Print every line below that comes at or after the line containing "pub enum FactoryKey", exactly as written.

::::

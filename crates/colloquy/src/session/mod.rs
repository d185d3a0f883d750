//! Session sharing and the per-request unit of work.

pub mod shared;
pub mod unit;

pub use shared::SharedSession;
pub use unit::{UnitOfWork, UowState};
//! Keys identifying registered session factories.

use std::fmt;

use serde::{Deserialize, Serialize};

/// Identifies one registered session factory.
///
/// Most applications register a single factory under
/// [`FactoryKey::Default`]; applications talking to more than one
/// database register additional [`FactoryKey::Named`] entries.
#[derive(Clone, Debug, Default, PartialEq, Eq, Hash, Serialize, Deserialize)]
pub enum FactoryKey {
    #[default]
    Default,
    Named(String),
}

impl FactoryKey {
    /// A named key for a non-default factory.
    pub fn named(name: impl Into<String>) -> Self {
        Self::Named(name.into())
    }
}

impl fmt::Display for FactoryKey {
    fn fmt(&self, f: &mut fmt::Formatter<'_>) -> fmt::Result {
        match self {
            FactoryKey::Default => f.write_str("default"),
            FactoryKey::Named(name) => f.write_str(name),
        }
    }
}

::::

### Output
pub enum FactoryKey {
    #[default]
    Default,
    Named(String),
}

impl FactoryKey {
    /// A named key for a non-default factory.
    pub fn named(name: impl Into<String>) -> Self {
        Self::Named(name.into())
    }
}

impl fmt::Display for FactoryKey {
    fn fmt(&self, f: &mut fmt::Formatter<'_>) -> fmt::Result {
        match self {
            FactoryKey::Default => f.write_str("default"),
            FactoryKey::Named(name) => f.write_str(name),
        }
    }
}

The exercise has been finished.